Auf jede antisemitische Handlung des Ich1 folgt die Korrektur des Ich2. Das ganze entspricht elektronisch einem astabile Multivibrator. Die Frage ist, ob es eine Sättigungsfrequenz für diesen Vorgang gibt, oder ob sich hier eine Hochfrequenz gewechselter Items eine Integrale Leistungsmasse (n*Omega) an Antisemitismus quasi unendlich - also bis zum nächsten Pogrom steigert. Demnach ist der Antisemitismus auch in der Summe der Antithesen direkt leistungsmäßig nachweisbar. Und da für die Antithese kein Erfüllungshorizont gegeben ist, wird wohl anzunehmen sein, daß es sich bei den Antithesen nur um einen Duty - cycle handelt, um einen Arbeitspunkt der dann obsolet wird, wenn der Antisemitismus getriggert als gleichstromige Erscheinung (Konstante) übrig bleibt. Auflösen könnte man das Drama nur, wenn man den Deutschen den Chip ausbauen täte, der sie in Bezug auf Juden immer wieder “alternieren” läßt. Interessant ist übrigens bei Antithesen auch der Offset, wann eine Antithese tatsächlich in die negative Forderung übergeht, oder nur der Form nach, jedoch stets über der Nulllinie. Mathematik und Soziologie sind gar nicht so weit auseinander….

Bernd Klingemann / 24.11.2019

Das Jüdische Museum Berlin gehört übrigens dem Bund, ist eine “bundesunmittelbare Stiftung”. Heikos Heuchelei kann nur ertragen werden, weil die Mehrheit der hiesigen Deutschen und der Muslime antisemitisch denkt und fühlt.
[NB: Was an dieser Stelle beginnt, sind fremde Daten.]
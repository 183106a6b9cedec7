use super::error::RouterError;

use smallvec::SmallVec;

pub(super) const CAPTURE: char = ':';
pub(super) const STAR: char = '*';
pub(super) const SLASH: char = '/';

/// Name a bare `*` catch-all binds under.
pub(super) const STAR_NAME: &str = "*";

#[derive(Debug, Clone, Copy, PartialEq, Eq)]
pub(super) enum Segment<'a> {
    Static(&'a str),
    Dynamic(&'a str),
    CatchAll(&'a str),
}

pub(super) type Segments<'a> = SmallVec<[Segment<'a>; 8]>;

/// Path parts paired with their byte offset in the slash-trimmed path.
pub(super) type Parts<'a> = SmallVec<[(usize, &'a str); 8]>;

pub(super) fn parse_pattern(pattern: &str) -> Result<Segments<'_>, RouterError> {
    let rest = match pattern.strip_prefix(SLASH) {
        Some(rest) => rest,
        None => return Err(RouterError::invalid(pattern, "pattern must start with '/'")),
    };

    let parts: SmallVec<[&str; 8]> = rest.split(SLASH).collect();
    let last = parts.len() - 1;
    let mut segments = Segments::new();

    for (i, &part) in parts.iter().enumerate() {
        let segment = if let Some(name) = part.strip_prefix(CAPTURE) {
            if name.is_empty() {
                return Err(RouterError::invalid(pattern, "capture name can not be empty"));
            }
            check_single_placeholder(pattern, name)?;
            Segment::Dynamic(name)
        } else if let Some(name) = part.strip_prefix(STAR) {
            if i != last {
                return Err(RouterError::invalid(
                    pattern,
                    "catch-all segment can only appear at end",
                ));
            }
            check_single_placeholder(pattern, name)?;
            Segment::CatchAll(if name.is_empty() { STAR_NAME } else { name })
        } else {
            Segment::Static(part)
        };
        segments.push(segment);
    }

    Ok(segments)
}

fn check_single_placeholder(pattern: &str, name: &str) -> Result<(), RouterError> {
    if name.contains(|c: char| c == CAPTURE || c == STAR) {
        return Err(RouterError::invalid(
            pattern,
            "a segment can hold only one placeholder",
        ));
    }
    Ok(())
}

/// Splits a request path on `/` after dropping one leading slash.
/// Empty parts are kept, so a trailing slash yields a final empty part.
pub(super) fn split_path(path: &str) -> (&str, Parts<'_>) {
    let path = path.strip_prefix(SLASH).unwrap_or(path);
    let mut parts = Parts::new();
    let mut offset = 0;
    for part in path.split(SLASH) {
        parts.push((offset, part));
        offset += part.len() + 1;
    }
    (path, parts)
}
Welt- und außenpolitisch scheint Deutschland eine derart kleine Rolle zu spielen, dass man weitgehend ohne uns plant - und wenn doch, dann nur als Besatzungszone.

Andreas Rochow / 24.11.2019

@ Robert Jankowski - Sie haben ja so recht! In Merkeldeutschland ist der “Antisemitismus” längst zu einem Instrument geworden, das jede staatlich orchestrierte Attacke gegen die Meinungsäußerungsfreiheit und gegen Kritik an der Merkel-Regierung legitimiert. Hohle propagandistische Empörungsreflexe sollen heute die mutwillige Sinnentleerung und Sinnverfälschung von Begriffen überdecken. Deshalb bekommen wir sie tagtäglich aus den Propagandasendern eingetrichtert. Was Muttis Liebling, Dr. Christoph Heusgen, als UN-Botschafter treibt, ist alles andere als preiswürdig. Immer wieder frage ich mich: Was täten Merkels teure Propaganda-Heere, hätte es den Holocaust, den Antisemitismus, den Faschismus nicht gegeben? Sie hätten ein gewaltiges Problem! Den schamlosen Propagandasturm haben diese Institute der DDR abgeschaut: Die Mauer, die die SED baute, um den Osten vom Westen zu trennen, war kein “Schutzwall” und schon gar nicht “antifaschistisch”.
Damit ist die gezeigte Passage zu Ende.